5/ Pour in a salad bowl and beat energetically for 3 minutes. Then, let it cool down.

6/ Get 12 cups of milk and 2 1/2 of water to simmer in a sauté pan.

7/ Beat 3 egg whites and a pinch of salt until stiff. Add 2 1/2 tablespoons of sugar and beat again for 1mn.

8/ Take square pieces of the stiffed egg whites with 2 tablespoons. Put them one at a time on simmering milk and poach it for 2 to 3 minutes. Once done, put them on kitchen paper so the extra liquid gets out. Let it cool down.

9/ Pour cream into 4 nice dishes. Add islands on top and sprinkle with chocolate powder.

10/ That’s it! Ready to serve.

Chocolate Floating Islands on Foodista

10 thoughts on “Chocolate floating islands

  1. 05/03/2009 at 4:37 PM

    MMMMMMM….I love desserts like this! This is île flotantes with a chocolate crème Anglaise! Wow! Superbe!!

  2. 05/06/2009 at 5:40 PM

    I have yet to dare Floating Islands, but I really should dive right in. This chocolate version is fabulous and might just get me doing it.

  3. 05/07/2009 at 12:53 AM

    oh, I adore Floating Islands and have an episode planned for HAL with a vanilla recipe that I want to scent with something delicate. Thinking lavendar or rose water!

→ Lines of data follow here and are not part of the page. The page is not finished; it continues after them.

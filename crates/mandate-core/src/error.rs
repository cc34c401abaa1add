//! Error types for data operations.
//!
//! This module defines [`DataError`] which covers all error cases that can occur
//! when fetching, converting, or caching price data.

use std::time::Duration;

use thiserror::Error;

/// Errors that can occur during data operations.
#[derive(Error, Debug)]
pub enum DataError {
    /// Network-related errors (connection failures, HTTP errors, etc.).
    #[error("Network error: {0}")]
    Network(String),

    /// Rate limit exceeded by a provider.
    #[error("Rate limited by {provider}: retry after {retry_after:?}")]
    RateLimited {
        /// The provider that rate limited the request.
        provider: String,
        /// Suggested time to wait before retrying.
        retry_after: Option<Duration>,
    },

    /// The requested symbol was not found.
    #[error("Symbol not found: {0}")]
    SymbolNotFound(String),

    /// Data is not available for the requested symbol and date range.
    #[error("Data not available for {symbol} in range {start} to {end}")]
    DataNotAvailable {
        /// The symbol that was requested.
        symbol: String,
        /// Start of the requested date range.
        start: String,
        /// End of the requested date range.
        end: String,
    },

    /// A provider did not answer within the configured deadline.
    #[error("Request to {provider} timed out after {after:?}")]
    Timeout {
        /// The provider that timed out.
        provider: String,
        /// The deadline that elapsed.
        after: Duration,
    },

    /// Error parsing data from a provider.
    #[error("Parse error: {0}")]
    Parse(String),

    /// Error interacting with the cache.
    #[error("Cache error: {0}")]
    Cache(String),

    /// No provider is configured for the request.
    #[error("Provider not configured: {0}")]
    ProviderNotConfigured(String),

    /// An invalid parameter was provided.
    #[error("Invalid parameter: {0}")]
    InvalidParameter(String),

    /// Any other error.
    #[error("{0}")]
    Other(String),
}

impl DataError {
    /// Returns true if the error means the provider has nothing for the request,
    /// as opposed to a transport or parsing failure.
    #[must_use]
    pub const fn is_unavailable(&self) -> bool {
        matches!(self, Self::SymbolNotFound(_) | Self::DataNotAvailable { .. })
    }
}

/// Result type alias using [`DataError`].
pub type Result<T> = std::result::Result<T, DataError>;

#[cfg(test)]
mod tests {
    use super::*;

    #[test]
    fn test_unavailable_classification() {
        assert!(DataError::SymbolNotFound("^FCHI".into()).is_unavailable());
        assert!(
            DataError::DataNotAvailable {
                symbol: "^FCHI".into(),
                start: "2024-01-01".into(),
                end: "2024-01-31".into(),
            }
            .is_unavailable()
        );
        assert!(!DataError::Network("reset".into()).is_unavailable());
    }

    #[test]
    fn test_timeout_message() {
        let err = DataError::Timeout {
            provider: "Yahoo Finance".into(),
            after: Duration::from_secs(5),
        };
        assert_eq!(err.to_string(), "Request to Yahoo Finance timed out after 5s");
    }
}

    I will have to try the chocolate!

  4. Sam
    05/07/2009 at 6:03 AM

    Interesting recipe. Will surely give it a try. Though I am a little scared of trying French desserts…they are always so delicate and there is such high expectation to make them turn out just right….

  5. 05/07/2009 at 4:14 PM

    We like this creative turn on a classic. We will definitely give it a try. Thanks from Santa Barbara, s

  6. 05/08/2009 at 1:10 AM

    Nice one :) xx Rico-Recipes

  7. Flori
    10/21/2013 at 6:05 AM

    “24 cups milk” doesn’t seem right. 1L (Liter) is about 4 cups or 1 quart.

  8. Flori
    10/21/2013 at 6:39 AM

    24 cups of milk is equal to 1 1/2 gallons or approximately 6 liters. 6 L seems like too big an amount. Is the quantity supposed to be 6L of milk or 1L? Is it supposed to be 24oz of milk?

  9. 12/08/2013 at 8:36 PM

    You’re right, there was a huge problem with the quantities! It’s 1L or 4 cups. Thanks for pointing it out ;)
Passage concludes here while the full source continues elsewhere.